[TASK DIRECTIONS] Report each line of the entries below that has the word "matches" in it.

╭─ EXERCISE DATA

//! Service-layer tests against an in-process fake solver.
//!
//! The fake reads the scratch project file it is handed, evaluates a synthetic
//! headwater curve for every flow in it and writes summary/detail reports the
//! way the real solver does.

use std::fmt::Write as _;
use std::path::{Path, PathBuf};
use std::sync::Mutex;

use cf_app::{
    AppError, AppResult, HydraulicQuery, ProcessOutput, RunOptions, SolverInvoker, SolverSwitch,
    demo_project, run_crossing_query, run_project_query,
};
use cf_core::UnitSystem;
use cf_project::Project;
use cf_results::load_manifest;
use cf_solver::SolverError;

const INVERT: f64 = 99.0;
const DIAMETER: f64 = 4.0;

struct FakeSolver {
    curve: fn(f64) -> f64,
    exit_code: i32,
    write_reports: bool,
    calls: Mutex<Vec<PathBuf>>,
}

impl FakeSolver {
    fn new(curve: fn(f64) -> f64) -> Self {
        Self {
            curve,
            exit_code: 0,
            write_reports: true,
            calls: Mutex::new(Vec::new()),
        }
    }

    fn calls(&self) -> Vec<PathBuf> {
        self.calls.lock().unwrap().clone()
    }

    fn emit_reports(&self, project_file: &Path) -> AppResult<()> {
        let project = cf_codec::read_project(project_file)?;
        let mut rst = String::new();
        let mut rsql = String::new();
        for crossing in &project.crossings {
            let flows = crossing.flow.sequence();
            let heads: Vec<f64> = flows.iter().map(|q| (self.curve)(*q)).collect();
            let cells = |values: &[f64]| {
                values
                    .iter()
                    .map(|v| format!(", {v}"))
                    .collect::<String>()
            };
            writeln!(rst, "Dialog:  Summary of Flows at Crossing - {}", crossing.name).unwrap();
            writeln!(rst, "Roadway Discharge (cfs){}", cells(&vec![0.0; flows.len()])).unwrap();
            writeln!(rst, "Dialog:  Culvert Summary Table - Barrel 1").unwrap();
            writeln!(rst, "Total Discharge (cfs){}", cells(&flows)).unwrap();
            writeln!(rst, "Headwater Elevation (ft){}", cells(&heads)).unwrap();
            writeln!(rst, "Outlet Velocity (ft/s){}", cells(&vec![3.0; flows.len()])).unwrap();

            writeln!(rsql, "Crossing: {}", crossing.name).unwrap();
            for (idx, (q, hw)) in flows.iter().zip(&heads).enumerate() {
                writeln!(rsql, "FlowProfileName: Flow {}", idx + 1).unwrap();
                writeln!(rsql, "FlowProfileFlow: {q}").unwrap();
                writeln!(rsql, "HeadwaterToDepth: {}", (hw - INVERT) / DIAMETER).unwrap();
                writeln!(rsql, "FlowType: 1-S2n").unwrap();
                writeln!(rsql, "Overtops: False").unwrap();
                writeln!(rsql, "EndFlowProfile").unwrap();
            }
        }
        std::fs::write(project_file.with_extension("rst"), rst)?;
        std::fs::write(project_file.with_extension("rsql"), rsql)?;
        Ok(())
    }
}

impl SolverInvoker for FakeSolver {
    fn invoke(&self, project_file: &Path, switch: &SolverSwitch) -> AppResult<ProcessOutput> {
        assert_eq!(switch, &SolverSwitch::OpenRunSave);
        self.calls.lock().unwrap().push(project_file.to_path_buf());
        if self.exit_code != 0 {
            return Ok(ProcessOutput {
                exit_code: Some(self.exit_code),
                stdout: "opening project\n".to_string(),
                stderr: "license check failed\n".to_string(),
            });
        }
        if self.write_reports {
            self.emit_reports(project_file)?;
        }
        Ok(ProcessOutput {
            exit_code: Some(0),
            ..ProcessOutput::default()
        })
    }
}

fn sqrt_curve(q: f64) -> f64 {
    INVERT + 2.0 * q.sqrt()
}

fn capped_curve(q: f64) -> f64 {
    INVERT + 0.25 * q.min(20.0)
}

fn in_dir(dir: &Path) -> RunOptions {
    RunOptions {
        workspace: Some(dir.to_path_buf()),
        ..RunOptions::default()
    }
}

#[test]
fn forward_query_writes_named_scratch_file_and_journal() {
    let dir = tempfile::tempdir().unwrap();
    let project = demo_project(UnitSystem::English);
    let solver = FakeSolver::new(sqrt_curve);

    let result = run_crossing_query(
        &solver,
        &project.crossings[0],
        Some(&project),
        &HydraulicQuery::HeadwaterFromFlow { flow: 16.0 },
        &in_dir(dir.path()),
        None,
    )
    .unwrap();

    assert_eq!(result.outcome.headwater, 107.0);
    assert_eq!(result.outcome.row.headwater_ratio, 2.0);
    assert_eq!(result.outcome.row.flow_type, "1-S2n");
    assert_eq!(result.workspace.as_deref(), Some(dir.path()));

    let scratch = dir.path().join("Demo_Culvert_run_001.hy8");
    assert_eq!(solver.calls(), vec![scratch.clone()]);
    assert!(scratch.with_extension("rst").exists());

    let manifest = load_manifest(dir.path()).unwrap();
    assert_eq!(manifest.crossing, "Demo Culvert");
    assert_eq!(manifest.evaluations.len(), 1);
    assert_eq!(manifest.evaluations[0].headwater, Some(107.0));
    assert_eq!(manifest.evaluations[0].project_file, "Demo_Culvert_run_001.hy8");
}

#[test]
fn inverse_query_converges_with_unique_scratch_files() {
    let dir = tempfile::tempdir().unwrap();
    let project = demo_project(UnitSystem::English);
    let before = project.clone();
    let solver = FakeSolver::new(sqrt_curve);
    let options = in_dir(dir.path());

    let result = run_crossing_query(
        &solver,
        &project.crossings[0],
        Some(&project),
        &HydraulicQuery::FlowFromHeadwater {
            headwater: 105.0,
            hint: None,
        },
        &options,
        None,
    )
    .unwrap();

    assert!((result.outcome.headwater - 105.0).abs() <= options.search.tolerance);
    assert!((result.outcome.flow - 9.0).abs() < 1e-2);
    let calls = solver.calls();
    assert_eq!(calls.len(), result.outcome.evaluations);
    for (idx, path) in calls.iter().enumerate() {
        let expected = format!("Demo_Culvert_run_{:03}.hy8", idx + 1);
        assert_eq!(path.file_name().unwrap().to_str().unwrap(), expected);
        assert!(path.exists());
    }
    assert_eq!(project, before);
}

#[test]
fn ratio_query_reports_target_headwater() {
    let project = demo_project(UnitSystem::English);
    let solver = FakeSolver::new(sqrt_curve);
    let result = run_crossing_query(
        &solver,
        &project.crossings[0],
        Some(&project),
        &HydraulicQuery::FlowForRatio {
            ratio: 1.5,
            hint: Some(9.0),
        },
        &RunOptions::default(),
        None,
    )
    .unwrap();
    assert_eq!(result.outcome.requested_headwater, Some(105.0));
    assert!((result.outcome.headwater - 105.0).abs() <= 1e-4);
}

#[test]
fn temporary_workspace_is_cleaned_up_unless_kept() {
    let project = demo_project(UnitSystem::English);
    let query = HydraulicQuery::HeadwaterFromFlow { flow: 4.0 };

    let solver = FakeSolver::new(sqrt_curve);
    let result = run_crossing_query(
        &solver,
        &project.crossings[0],
        None,
        &query,
        &RunOptions::default(),
        None,
    )
    .unwrap();
    assert!(result.workspace.is_none());
    let scratch_dir = solver.calls()[0].parent().unwrap().to_path_buf();
    assert!(!scratch_dir.exists());

    let solver = FakeSolver::new(sqrt_curve);
    let options = RunOptions {
        keep_files: true,
        ..RunOptions::default()
    };
    let result = run_crossing_query(&solver, &project.crossings[0], None, &query, &options, None)
        .unwrap();
    let kept = result.workspace.unwrap();
    assert!(kept.join("Demo_Culvert_run_001.hy8").exists());
    assert!(load_manifest(&kept).is_ok());
    std::fs::remove_dir_all(kept).unwrap();
}

#[test]
fn failing_solver_reports_exit_code_and_output() {
    let project = demo_project(UnitSystem::English);
    let solver = FakeSolver {
        exit_code: 3,
        ..FakeSolver::new(sqrt_curve)
    };
    let err = run_crossing_query(
        &solver,
        &project.crossings[0],
        Some(&project),
        &HydraulicQuery::HeadwaterFromFlow { flow: 4.0 },
        &RunOptions::default(),
        None,
    )
    .unwrap_err();
    match err {
        AppError::SolverInvocation {
            exit_code,
            stderr_tail,
            stdout_tail,
            ..
        } => {
            assert_eq!(exit_code, Some(3));
            assert_eq!(stderr_tail, "license check failed");
            assert_eq!(stdout_tail, "opening project");
        }
        other => panic!("expected invocation error, got {other:?}"),
    }
    assert_eq!(solver.calls().len(), 1);
}

#[test]
fn missing_summary_is_an_invocation_failure() {
    let project = demo_project(UnitSystem::English);
    let solver = FakeSolver {
        write_reports: false,
        ..FakeSolver::new(sqrt_curve)
    };
    let err = run_crossing_query(
        &solver,
        &project.crossings[0],
        Some(&project),
        &HydraulicQuery::HeadwaterFromFlow { flow: 4.0 },
        &RunOptions::default(),
        None,
    )
    .unwrap_err();
    assert!(
        matches!(&err, AppError::SolverInvocation { message, .. } if message.contains("was not produced")),
        "{err}"
    );
}

#[test]
fn stale_report_in_reused_workspace_is_not_read() {
    let dir = tempfile::tempdir().unwrap();
    let project = demo_project(UnitSystem::English);
    let query = HydraulicQuery::HeadwaterFromFlow { flow: 4.0 };

    let solver = FakeSolver::new(sqrt_curve);
    run_crossing_query(
        &solver,
        &project.crossings[0],
        Some(&project),
        &query,
        &in_dir(dir.path()),
        None,
    )
    .unwrap();
    let stale = dir.path().join("Demo_Culvert_run_001.rst");
    assert!(stale.exists());

    let silent = FakeSolver {
        write_reports: false,
        ..FakeSolver::new(sqrt_curve)
    };
    let err = run_crossing_query(
        &silent,
        &project.crossings[0],
        Some(&project),
        &query,
        &in_dir(dir.path()),
        None,
    )
    .unwrap_err();
    assert!(
        matches!(&err, AppError::SolverInvocation { message, .. } if message.contains("was not produced")),
        "{err}"
    );
    assert!(!stale.exists());
    assert!(!dir.path().join("Demo_Culvert_run_001.rsql").exists());
}

#[test]
fn capacity_limit_surfaces_as_search_error() {
    let project = demo_project(UnitSystem::English);
    let solver = FakeSolver::new(capped_curve);
    let err = run_crossing_query(
        &solver,
        &project.crossings[0],
        Some(&project),
        &HydraulicQuery::FlowFromHeadwater {
            headwater: 110.0,
            hint: None,
        },
        &RunOptions::default(),
        None,
    )
    .unwrap_err();
    assert!(matches!(
        err,
        AppError::Solver(SolverError::CapacityExceeded { .. })
    ));
    assert!(solver.calls().len() < RunOptions::default().search.max_evaluations);
}

#[test]
fn invalid_crossing_is_rejected_before_running() {
    let mut project = demo_project(UnitSystem::English);
    project.crossings[0].tailwater.constant_elevation = 150.0;
    let solver = FakeSolver::new(sqrt_curve);
    let err = run_crossing_query(
        &solver,
        &project.crossings[0],
        Some(&project),
        &HydraulicQuery::HeadwaterFromFlow { flow: 4.0 },
        &RunOptions::default(),
        None,
    )
    .unwrap_err();
    assert!(err.to_string().contains("roadway crest"), "{err}");
    assert!(solver.calls().is_empty());
}

fn three_crossing_project() -> Project {
    let mut project = demo_project(UnitSystem::English);
    let twin = project.crossings[0].clone();
    project.add_crossing(twin);
    let mut side = project.crossings[0].clone();
    side.name = "Side Road".to_string();
    project.add_crossing(side);
    project
}

#[test]
fn project_batch_keys_duplicates_and_uses_subdirectories() {
    let dir = tempfile::tempdir().unwrap();
    let project = three_crossing_project();
    let solver = FakeSolver::new(sqrt_curve);
    let options = RunOptions {
        concurrency: 2,
        ..in_dir(dir.path())
    };

    let results = run_project_query(
        &solver,
        &project,
        &HydraulicQuery::HeadwaterFromFlow { flow: 16.0 },
        &options,
    )
    .unwrap();

    let keys: Vec<&str> = results.iter().map(|(k, _)| k.as_str()).collect();
    assert_eq!(
        keys,
        vec!["Demo Culvert", "Demo Culvert (duplicate #2)", "Side Road"]
    );
    for (idx, (_, result)) in results.iter().enumerate() {
        let sub = dir.path().join(format!("crossing_{:03}", idx + 1));
        assert_eq!(result.workspace.as_deref(), Some(sub.as_path()));
        assert_eq!(result.outcome.headwater, 107.0);
    }
    assert!(dir.path().join("crossing_003").join("Side_Road_run_001.hy8").exists());
    assert_eq!(solver.calls().len(), 3);
}

#[test]
fn project_batch_fails_on_first_failing_crossing() {
    let project = three_crossing_project();
    let solver = FakeSolver {
        write_reports: false,
        ..FakeSolver::new(sqrt_curve)
    };
    let err = run_project_query(
        &solver,
        &project,
        &HydraulicQuery::HeadwaterFromFlow { flow: 16.0 },
        &RunOptions::default(),
    )
    .unwrap_err();
    assert!(matches!(err, AppError::SolverInvocation { .. }));
}
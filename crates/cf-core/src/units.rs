// cf-core/src/units.rs
//
// The external solver stores every length in feet, every discharge in cfs and
// every velocity in ft/s. In-memory values use the project's declared system.

use core::fmt;
use core::str::FromStr;

use uom::si::f64::{Length as UomLength, Velocity as UomVelocity, VolumeRate as UomVolumeRate};
use uom::si::length::{foot, meter};
use uom::si::velocity::{foot_per_second, meter_per_second};
use uom::si::volume_rate::{cubic_foot_per_second, cubic_meter_per_second};

use crate::CoreError;

pub type Length = UomLength;
pub type Discharge = UomVolumeRate;
pub type Velocity = UomVelocity;

#[inline]
pub fn ft(v: f64) -> Length {
    Length::new::<foot>(v)
}

#[inline]
pub fn m(v: f64) -> Length {
    Length::new::<meter>(v)
}

#[inline]
pub fn cfs(v: f64) -> Discharge {
    Discharge::new::<cubic_foot_per_second>(v)
}

#[inline]
pub fn cms(v: f64) -> Discharge {
    Discharge::new::<cubic_meter_per_second>(v)
}

#[inline]
pub fn fps(v: f64) -> Velocity {
    Velocity::new::<foot_per_second>(v)
}

#[inline]
pub fn mps(v: f64) -> Velocity {
    Velocity::new::<meter_per_second>(v)
}

/// Unit system declared by a project.
///
/// Each variant carries a display flag (`EN`/`SI`, also used on the solver
/// command line) and the numeric flag written to the `UNITS` card.
#[derive(Clone, Copy, Debug, PartialEq, Eq, Hash, Default)]
#[cfg_attr(feature = "serde", derive(serde::Serialize, serde::Deserialize))]
pub enum UnitSystem {
    #[default]
    #[cfg_attr(feature = "serde", serde(rename = "EN", alias = "English", alias = "ENGLISH"))]
    English,
    #[cfg_attr(feature = "serde", serde(rename = "SI", alias = "si"))]
    Si,
}

impl UnitSystem {
    pub const ALL: [UnitSystem; 2] = [UnitSystem::English, UnitSystem::Si];

    pub fn cli_flag(self) -> &'static str {
        match self {
            UnitSystem::English => "EN",
            UnitSystem::Si => "SI",
        }
    }

    pub fn project_flag(self) -> i64 {
        match self {
            UnitSystem::English => 0,
            UnitSystem::Si => 1,
        }
    }

    /// Any flag other than the SI flag reads as English.
    pub fn from_project_flag(flag: i64) -> Self {
        if flag == UnitSystem::Si.project_flag() {
            UnitSystem::Si
        } else {
            UnitSystem::English
        }
    }

    pub fn is_native(self) -> bool {
        self == UnitSystem::English
    }

    pub fn length_from_native(self, feet: f64) -> f64 {
        match self {
            UnitSystem::English => feet,
            UnitSystem::Si => ft(feet).get::<meter>(),
        }
    }

    pub fn length_to_native(self, value: f64) -> f64 {
        match self {
            UnitSystem::English => value,
            UnitSystem::Si => m(value).get::<foot>(),
        }
    }

    pub fn flow_from_native(self, value_cfs: f64) -> f64 {
        match self {
            UnitSystem::English => value_cfs,
            UnitSystem::Si => cfs(value_cfs).get::<cubic_meter_per_second>(),
        }
    }

    pub fn flow_to_native(self, value: f64) -> f64 {
        match self {
            UnitSystem::English => value,
            UnitSystem::Si => cms(value).get::<cubic_foot_per_second>(),
        }
    }

    pub fn velocity_from_native(self, value_fps: f64) -> f64 {
        match self {
            UnitSystem::English => value_fps,
            UnitSystem::Si => fps(value_fps).get::<meter_per_second>(),
        }
    }

    pub fn velocity_to_native(self, value: f64) -> f64 {
        match self {
            UnitSystem::English => value,
            UnitSystem::Si => mps(value).get::<foot_per_second>(),
        }
    }

    pub fn length_label(self) -> &'static str {
        match self {
            UnitSystem::English => "ft",
            UnitSystem::Si => "m",
        }
    }

    pub fn flow_label(self) -> &'static str {
        match self {
            UnitSystem::English => "cfs",
            UnitSystem::Si => "cms",
        }
    }
}

impl fmt::Display for UnitSystem {
    fn fmt(&self, f: &mut fmt::Formatter<'_>) -> fmt::Result {
        f.write_str(self.cli_flag())
    }
}

impl FromStr for UnitSystem {
    type Err = CoreError;

    fn from_str(s: &str) -> Result<Self, Self::Err> {
        let normalized = s.trim().to_ascii_uppercase();
        UnitSystem::ALL
            .into_iter()
            .find(|unit| {
                unit.cli_flag() == normalized
                    || (normalized == "ENGLISH" && *unit == UnitSystem::English)
            })
            .ok_or(CoreError::UnknownUnitSystem {
                value: s.to_string(),
            })
    }
}

#[cfg(test)]
mod tests {
    use super::*;

    #[test]
    fn constructors_smoke() {
        let _l = m(2.0);
        let _f = ft(2.0);
        let _q = cms(1.0);
        let _q2 = cfs(1.0);
        let _v = mps(1.0);
        let _v2 = fps(1.0);
    }

    #[test]
    fn english_is_identity() {
        let units = UnitSystem::English;
        assert_eq!(units.length_from_native(12.5), 12.5);
        assert_eq!(units.flow_to_native(3.25), 3.25);
        assert_eq!(units.velocity_from_native(7.0), 7.0);
    }

    #[test]
    fn si_conversions_match_reference_factors() {
        let units = UnitSystem::Si;
        assert!((units.length_from_native(1.0) - 0.3048).abs() < 1e-12);
        assert!((units.flow_from_native(1.0) - 0.028_316_846_592).abs() < 1e-12);
        assert!((units.velocity_from_native(1.0) - 0.3048).abs() < 1e-12);
        assert!((units.length_to_native(0.3048) - 1.0).abs() < 1e-12);
        assert!((units.flow_to_native(0.028_316_846_592) - 1.0).abs() < 1e-9);
    }

    #[test]
    fn flags_round_trip() {
        for unit in UnitSystem::ALL {
            assert_eq!(UnitSystem::from_project_flag(unit.project_flag()), unit);
            assert_eq!(unit.cli_flag().parse::<UnitSystem>().unwrap(), unit);
        }
        assert_eq!(UnitSystem::from_project_flag(7), UnitSystem::English);
        assert!("metric".parse::<UnitSystem>().is_err());
        assert_eq!(" si ".parse::<UnitSystem>().unwrap(), UnitSystem::Si);
    }
}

╰─

[EXERCISE RESULT]
        matches!(&err, AppError::SolverInvocation { message, .. } if message.contains("was not produced")),
        matches!(&err, AppError::SolverInvocation { message, .. } if message.contains("was not produced")),
    assert!(matches!(
    assert!(matches!(err, AppError::SolverInvocation { .. }));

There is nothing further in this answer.